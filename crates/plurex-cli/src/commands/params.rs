//! Parameter parsing and evaluator setup shared by the commands.

use std::collections::HashMap;

use owo_colors::{OwoColorize, Stream};
use plurex::{
    CldrPluralResolver, ErrorPolicy, EvalWarning, Evaluator, Gender, PluralCategory, Value,
};

/// Parse a key=value parameter string.
pub fn parse_key_val(s: &str) -> Result<(String, String), String> {
    let pos = s
        .find('=')
        .ok_or_else(|| format!("invalid parameter format '{}': expected name=value", s))?;
    let name = s[..pos].trim();
    if name.is_empty() {
        return Err(format!("invalid parameter format '{}': empty name", s));
    }
    Ok((name.to_string(), s[pos + 1..].to_string()))
}

/// Interpret a parameter value given on the command line.
///
/// Tried in order: `null`, integer, finite float, gender literal, plural
/// literal. Anything else is kept as a string, which never compares.
pub fn parse_value(text: &str) -> Value {
    if text == "null" {
        return Value::Null;
    }
    if let Ok(n) = text.parse::<i64>() {
        return Value::Number(n);
    }
    if let Some(f) = text.parse::<f64>().ok().filter(|f| f.is_finite()) {
        return Value::Float(f);
    }
    if let Some(gender) = Gender::by_name(text) {
        return Value::Gender(gender);
    }
    if let Some(category) = PluralCategory::by_name(text) {
        return Value::Plural(category);
    }
    Value::String(text.to_string())
}

/// Convert command-line parameters to an evaluation context.
pub fn build_context(params: Vec<(String, String)>) -> HashMap<String, Value> {
    params
        .into_iter()
        .map(|(name, text)| {
            let value = parse_value(&text);
            (name, value)
        })
        .collect()
}

/// Create an evaluator for the command-line language and rule set.
pub fn build_evaluator(lang: &str, ordinal: bool, on_error: ErrorPolicy) -> Evaluator {
    let resolver = if ordinal {
        CldrPluralResolver::ordinal()
    } else {
        CldrPluralResolver::cardinal()
    };
    Evaluator::builder()
        .language(lang)
        .resolver(Box::new(resolver))
        .on_error(on_error)
        .build()
}

/// Print evaluation warnings to stderr.
pub fn print_warnings(warnings: &[EvalWarning]) {
    for warning in warnings {
        eprintln!(
            "{} {}",
            "warning:".if_supports_color(Stream::Stderr, |t| t.yellow()),
            warning
        );
    }
}
//! Implementation of the `plurex select` command.

use std::collections::HashMap;

use miette::IntoDiagnostic;
use plurex::{ErrorPolicy, Evaluator, Value};
use serde::Serialize;

use crate::commands::params::{build_context, build_evaluator, parse_key_val};
use crate::output::table::{AlternativeOutcome, format_alternatives_table};

/// Arguments for the select command.
#[derive(Debug, clap::Args)]
pub struct SelectArgs {
    /// Language tag for plural rules (e.g., en, ru, pt-BR)
    #[arg(long, env = "PLUREX_LANG", default_value = "en")]
    pub lang: String,

    /// Alternatives in 'condition => text' format, tried in order (repeatable)
    #[arg(short = 'a', long = "alt", required = true)]
    pub alternatives: Vec<String>,

    /// Parameters in name=value format (repeatable)
    #[arg(short = 'p', long = "param", value_parser = parse_key_val)]
    pub params: Vec<(String, String)>,

    /// Use ordinal plural rules instead of cardinal
    #[arg(long)]
    pub ordinal: bool,

    /// Skip alternatives that fail to evaluate instead of stopping
    #[arg(long)]
    pub skip_errors: bool,

    /// Print every alternative's outcome as a table
    #[arg(long, conflicts_with = "json")]
    pub table: bool,

    /// Output as JSON
    #[arg(long)]
    pub json: bool,
}

/// JSON output for select results.
#[derive(Serialize)]
struct SelectOutput {
    index: Option<usize>,
    text: Option<String>,
}

/// Split a `condition => text` alternative.
fn parse_alternative(s: &str) -> Result<(String, String), String> {
    let (condition, text) = s
        .split_once("=>")
        .ok_or_else(|| format!("invalid alternative '{}': expected 'condition => text'", s))?;
    Ok((condition.trim().to_string(), text.trim().to_string()))
}

/// Run the select command.
pub fn run_select(args: SelectArgs, colored: bool) -> miette::Result<i32> {
    let mut alternatives = Vec::new();
    for raw in &args.alternatives {
        match parse_alternative(raw) {
            Ok(alternative) => alternatives.push(alternative),
            Err(message) => {
                eprintln!("{}", message);
                return Ok(exitcode::USAGE);
            }
        }
    }

    let policy = if args.skip_errors {
        ErrorPolicy::Skip
    } else {
        ErrorPolicy::Propagate
    };
    let evaluator = build_evaluator(&args.lang, args.ordinal, policy);
    let context = build_context(args.params);

    if args.table {
        return print_table(&evaluator, alternatives, &context, colored);
    }

    let indexed = alternatives
        .into_iter()
        .enumerate()
        .map(|(index, (condition, text))| (condition, (index, text)));
    match evaluator.select(indexed, &context) {
        Ok(chosen) => {
            if args.json {
                let output = SelectOutput {
                    index: chosen.as_ref().map(|(index, _)| *index),
                    text: chosen.map(|(_, text)| text),
                };
                println!("{}", serde_json::to_string_pretty(&output).into_diagnostic()?);
            } else if let Some((_, text)) = chosen {
                println!("{}", text);
            } else {
                eprintln!("no alternative matched");
            }
            Ok(exitcode::OK)
        }
        Err(e) => {
            if args.json {
                let output = serde_json::json!({ "error": e.to_string() });
                eprintln!("{}", serde_json::to_string_pretty(&output).into_diagnostic()?);
            } else {
                eprintln!("Evaluation error: {}", e);
            }
            Ok(exitcode::DATAERR)
        }
    }
}

/// Evaluate every alternative and print the outcomes as a table.
///
/// Selection follows the evaluator's error policy: under `Propagate` an
/// error before the first match means nothing is selected.
fn print_table(
    evaluator: &Evaluator,
    alternatives: Vec<(String, String)>,
    context: &HashMap<String, Value>,
    colored: bool,
) -> miette::Result<i32> {
    let mut outcomes: Vec<AlternativeOutcome> = alternatives
        .into_iter()
        .map(|(expression, text)| {
            let result = evaluator
                .evaluate(&expression, context)
                .map_err(|e| e.to_string());
            AlternativeOutcome {
                expression,
                text,
                result,
                selected: false,
            }
        })
        .collect();

    let mut failed = false;
    for outcome in &mut outcomes {
        match outcome.result {
            Ok(true) => {
                outcome.selected = true;
                break;
            }
            Ok(false) => {}
            Err(_) if evaluator.on_error() == ErrorPolicy::Skip => {}
            Err(_) => {
                failed = true;
                break;
            }
        }
    }

    println!("{}", format_alternatives_table(&outcomes, colored));
    if failed {
        Ok(exitcode::DATAERR)
    } else {
        Ok(exitcode::OK)
    }
}
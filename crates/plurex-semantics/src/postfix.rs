//! Infix to postfix conversion (Dijkstra's shunting-yard).

use crate::error::SyntaxError;
use crate::token::{Token, TokenType};

/// Reorder an infix token sequence into postfix (reverse Polish) order.
///
/// Operators of equal precedence group left to right. Grouping tokens are
/// consumed and never appear in the output.
///
/// # Errors
///
/// Returns [`SyntaxError::UnbalancedGroup`] on mismatched parentheses.
pub fn to_postfix(tokens: &[Token]) -> Result<Vec<Token>, SyntaxError> {
    let mut output = Vec::with_capacity(tokens.len());
    let mut stack: Vec<&Token> = Vec::new();

    for token in tokens {
        let token_type = token.token_type();
        if token_type.is_operand() {
            output.push(token.clone());
        } else if let Some(precedence) = token_type.precedence() {
            while let Some(top) = stack.last() {
                match top.token_type().precedence() {
                    Some(top_precedence) if precedence <= top_precedence => {
                        output.push((*top).clone());
                        stack.pop();
                    }
                    _ => break,
                }
            }
            stack.push(token);
        } else if token_type == TokenType::GroupStart {
            stack.push(token);
        } else {
            close_group(&mut stack, &mut output)?;
        }
    }

    while let Some(top) = stack.pop() {
        if matches!(top.token_type(), TokenType::GroupStart | TokenType::GroupEnd) {
            return Err(SyntaxError::UnbalancedGroup { symbol: "(" });
        }
        output.push(top.clone());
    }

    Ok(output)
}

/// Pop operators until the matching `(`, which is discarded.
fn close_group(stack: &mut Vec<&Token>, output: &mut Vec<Token>) -> Result<(), SyntaxError> {
    loop {
        match stack.pop() {
            Some(top) if top.token_type() == TokenType::GroupStart => return Ok(()),
            Some(top) => output.push(top.clone()),
            None => return Err(SyntaxError::UnbalancedGroup { symbol: ")" }),
        }
    }
}
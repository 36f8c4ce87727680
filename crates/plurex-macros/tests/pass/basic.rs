// Plural literal comparison evaluated against English cardinal rules
use plurex::{context, expr};

fn main() {
    let one = expr!("n == ONE");
    assert!(one.evaluate(&context! { "n" => 1 }, "en").unwrap());
    assert!(!one.evaluate(&context! { "n" => 2 }, "en").unwrap());
    assert_eq!(one.source(), "n == ONE");
    assert_eq!(one.postfix().len(), 3);
}
//! Syntax error types for plurex expressions.

use thiserror::Error;

/// An error that occurred while tokenizing or reordering an expression.
#[derive(Debug, Clone, PartialEq, Eq, Error)]
pub enum SyntaxError {
    /// An unrecognized character sequence in the source text.
    #[error("unrecognized input '{found}' at offset {position}")]
    Tokenization { position: usize, found: String },

    /// Mismatched parentheses.
    #[error("unbalanced group: unmatched '{symbol}'")]
    UnbalancedGroup { symbol: &'static str },

    /// Operators and operands do not combine into a single condition.
    ///
    /// Only produced by [`check_structure`](crate::check_structure); the
    /// runtime evaluator reports the same problems with its own errors.
    #[error("malformed expression: {message}")]
    Malformed { message: String },
}
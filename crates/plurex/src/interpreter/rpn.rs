//! Stack evaluation of postfix conditions.
//!
//! Operands are pushed as tokens; each operator pops its right then its left
//! side and pushes the boolean it produced. A well-formed expression leaves
//! exactly one boolean behind.

use plurex_semantics::{Token, TokenType};
use tracing::trace;

use crate::interpreter::operand::{
    OperandType, gender_value, number_value, operand_type, plural_value,
};
use crate::interpreter::plural::PluralResolver;
use crate::interpreter::{EvalContext, EvalError};

/// An entry on the value stack: an operand still to be compared, or the
/// result of an already evaluated sub-expression.
#[derive(Debug, Clone, Copy)]
enum StackEntry<'t> {
    Operand(&'t Token),
    Bool(bool),
}

/// Evaluate a postfix token sequence to a single boolean.
///
/// # Errors
///
/// Fails on operator arity problems, unexpected symbols, a residue other
/// than one boolean, and comparisons that are not defined for the operand
/// types involved. Operands that cannot be resolved are not errors: the
/// comparison they appear in is false.
pub fn eval_postfix(
    postfix: &[Token],
    ctx: &mut EvalContext<'_>,
    lang: &str,
    resolver: &dyn PluralResolver,
) -> Result<bool, EvalError> {
    let mut stack: Vec<StackEntry<'_>> = Vec::with_capacity(postfix.len());

    for token in postfix {
        let token_type = token.token_type();
        if token_type.is_operand() {
            stack.push(StackEntry::Operand(token));
            continue;
        }
        if !token_type.is_operator() {
            return Err(EvalError::UnexpectedSymbol {
                symbol: token.symbol().to_string(),
            });
        }
        let available = stack.len();
        let (Some(right), Some(left)) = (stack.pop(), stack.pop()) else {
            return Err(EvalError::InsufficientOperands {
                operator: token.symbol().to_string(),
                available,
            });
        };
        let result = eval_binary(token, left, right, ctx, lang, resolver)?;
        trace!(operator = token.symbol(), result, "evaluated operator");
        stack.push(StackEntry::Bool(result));
    }

    match stack.as_slice() {
        [StackEntry::Bool(result)] => Ok(*result),
        entries => Err(EvalError::MalformedExpression {
            remaining: entries.len(),
        }),
    }
}

fn eval_binary(
    operator: &Token,
    left: StackEntry<'_>,
    right: StackEntry<'_>,
    ctx: &mut EvalContext<'_>,
    lang: &str,
    resolver: &dyn PluralResolver,
) -> Result<bool, EvalError> {
    let op = operator.token_type();
    if op.is_boolean() {
        let left = expect_bool(operator, left)?;
        let right = expect_bool(operator, right)?;
        return Ok(match op {
            TokenType::And => left && right,
            _ => left || right,
        });
    }

    let (StackEntry::Operand(left), StackEntry::Operand(right)) = (left, right) else {
        return Err(EvalError::ExpectedOperand {
            operator: operator.symbol().to_string(),
        });
    };
    compare(operator, left, right, ctx, lang, resolver)
}

fn expect_bool(operator: &Token, entry: StackEntry<'_>) -> Result<bool, EvalError> {
    match entry {
        StackEntry::Bool(value) => Ok(value),
        StackEntry::Operand(token) => Err(EvalError::ExpectedBoolean {
            operator: operator.symbol().to_string(),
            symbol: token.symbol().to_string(),
        }),
    }
}

/// Apply a comparison operator to two operand tokens.
fn compare(
    operator: &Token,
    left: &Token,
    right: &Token,
    ctx: &mut EvalContext<'_>,
    lang: &str,
    resolver: &dyn PluralResolver,
) -> Result<bool, EvalError> {
    let op = operator.token_type();
    let left_type = operand_type(left, ctx);
    let right_type = operand_type(right, ctx);

    match (left_type, right_type) {
        (OperandType::Unknown, _) | (_, OperandType::Unknown) => Ok(false),
        (OperandType::Null, OperandType::Null) => match op {
            TokenType::EqualTo => Ok(true),
            TokenType::NotEqualTo => Ok(false),
            _ => Err(unsupported(operator, OperandType::Null)),
        },
        (OperandType::Null, _) | (_, OperandType::Null) => Ok(false),
        (OperandType::Number, OperandType::Number) => {
            let ordering = number_value(left, ctx)?.compare(number_value(right, ctx)?);
            Ok(match (op, ordering) {
                (TokenType::NotEqualTo, None) => true,
                (_, None) => false,
                (TokenType::LessThan, Some(o)) => o.is_lt(),
                (TokenType::LessThanOrEqualTo, Some(o)) => o.is_le(),
                (TokenType::GreaterThan, Some(o)) => o.is_gt(),
                (TokenType::GreaterThanOrEqualTo, Some(o)) => o.is_ge(),
                (TokenType::EqualTo, Some(o)) => o.is_eq(),
                (_, Some(o)) => o.is_ne(),
            })
        }
        (OperandType::Gender, OperandType::Gender) => {
            let negate = equality(operator, OperandType::Gender)?;
            Ok((gender_value(left, ctx)? == gender_value(right, ctx)?) != negate)
        }
        (
            OperandType::Plural | OperandType::Number,
            OperandType::Plural | OperandType::Number,
        ) => {
            let negate = equality(operator, OperandType::Plural)?;
            let left = plural_value(left, ctx, lang, resolver)?;
            let right = plural_value(right, ctx, lang, resolver)?;
            Ok((left == right) != negate)
        }
        _ => Err(EvalError::IncompatibleOperandTypes {
            left: left.symbol().to_string(),
            left_type,
            right: right.symbol().to_string(),
            right_type,
        }),
    }
}

/// Accept only `==` and `!=`; returns whether the result is negated.
fn equality(operator: &Token, operand_type: OperandType) -> Result<bool, EvalError> {
    match operator.token_type() {
        TokenType::EqualTo => Ok(false),
        TokenType::NotEqualTo => Ok(true),
        _ => Err(unsupported(operator, operand_type)),
    }
}

fn unsupported(operator: &Token, operand_type: OperandType) -> EvalError {
    EvalError::UnsupportedOperator {
        operator: operator.symbol().to_string(),
        operand_type,
    }
}
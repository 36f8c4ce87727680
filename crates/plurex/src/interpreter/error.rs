//! Error and warning types for the plurex interpreter.

use plurex_semantics::SyntaxError;
use strsim::levenshtein;
use thiserror::Error;

use crate::interpreter::operand::OperandType;

/// An error that occurred while parsing or evaluating a condition.
///
/// Every error is final for the evaluation that raised it: there is no
/// partial result.
#[derive(Debug, Clone, PartialEq, Error)]
pub enum EvalError {
    /// The expression could not be tokenized or has unbalanced parentheses.
    #[error(transparent)]
    Syntax(#[from] SyntaxError),

    /// An operator was reached with fewer than two values on the stack.
    #[error("operator '{operator}' needs two operands, found {available}")]
    InsufficientOperands { operator: String, available: usize },

    /// A token that is neither operand nor operator reached the evaluator.
    #[error("unexpected symbol '{symbol}' in postfix expression")]
    UnexpectedSymbol { symbol: String },

    /// Evaluation did not reduce to exactly one condition.
    #[error("malformed expression: {remaining} value(s) left instead of one condition")]
    MalformedExpression { remaining: usize },

    /// The operator is not defined for this operand type (e.g. `<` on genders).
    #[error("operator '{operator}' is not supported for {operand_type} operands")]
    UnsupportedOperator {
        operator: String,
        operand_type: OperandType,
    },

    /// The two operand types have no defined comparison.
    #[error("cannot compare '{left}' ({left_type}) with '{right}' ({right_type})")]
    IncompatibleOperandTypes {
        left: String,
        left_type: OperandType,
        right: String,
        right_type: OperandType,
    },

    /// `&&` or `||` was applied to a raw value instead of a condition.
    #[error("operator '{operator}' combines conditions, found value '{symbol}'")]
    ExpectedBoolean { operator: String, symbol: String },

    /// A comparison was applied to an already evaluated condition.
    #[error("operator '{operator}' compares values, found a condition")]
    ExpectedOperand { operator: String },

    /// An operand could not be read as the requested type.
    #[error("'{symbol}' does not hold a {expected} value")]
    TypeExtraction {
        symbol: String,
        expected: OperandType,
    },

    /// No plural rules exist for the requested locale.
    #[error("no plural rules for locale '{locale}'")]
    UnsupportedLocale { locale: String },
}

/// A non-fatal diagnostic produced while evaluating a condition.
///
/// Unresolvable operands make a comparison false instead of failing; these
/// warnings make that visible to callers that want to know.
#[derive(Debug, Clone, PartialEq, Eq, Error)]
pub enum EvalWarning {
    /// A variable is not bound in the context.
    #[error("variable '{name}' is not bound{}", format_suggestions(.suggestions))]
    UnresolvedVariable {
        name: String,
        suggestions: Vec<String>,
    },

    /// A variable is bound to a value that cannot take part in comparisons.
    #[error("variable '{name}' holds a value that cannot be compared")]
    UncomparableValue { name: String },
}

fn format_suggestions(suggestions: &[String]) -> String {
    if suggestions.is_empty() {
        String::new()
    } else {
        format!("; did you mean: {}?", suggestions.join(", "))
    }
}

/// Find up to three names close to `key`, closest first.
///
/// Names of three characters or fewer allow one edit; longer names allow two.
pub fn compute_suggestions(key: &str, available: &[String]) -> Vec<String> {
    let max_distance = if key.len() <= 3 { 1 } else { 2 };
    let mut scored: Vec<(usize, &String)> = available
        .iter()
        .map(|candidate| (levenshtein(key, candidate), candidate))
        .filter(|(distance, _)| *distance <= max_distance && *distance > 0)
        .collect();
    scored.sort_by(|a, b| a.0.cmp(&b.0).then_with(|| a.1.cmp(b.1)));
    scored
        .into_iter()
        .take(3)
        .map(|(_, name)| name.clone())
        .collect()
}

Directions for this task:
Look above for the line containing "part in comparisons." and the line containing "names allow two.". Transcribe both, with the lines between them, exactly.

Completed task:
    /// A variable is bound to a value that cannot take part in comparisons.
    #[error("variable '{name}' holds a value that cannot be compared")]
    UncomparableValue { name: String },
}

fn format_suggestions(suggestions: &[String]) -> String {
    if suggestions.is_empty() {
        String::new()
    } else {
        format!("; did you mean: {}?", suggestions.join(", "))
    }
}

/// Find up to three names close to `key`, closest first.
///
/// Names of three characters or fewer allow one edit; longer names allow two.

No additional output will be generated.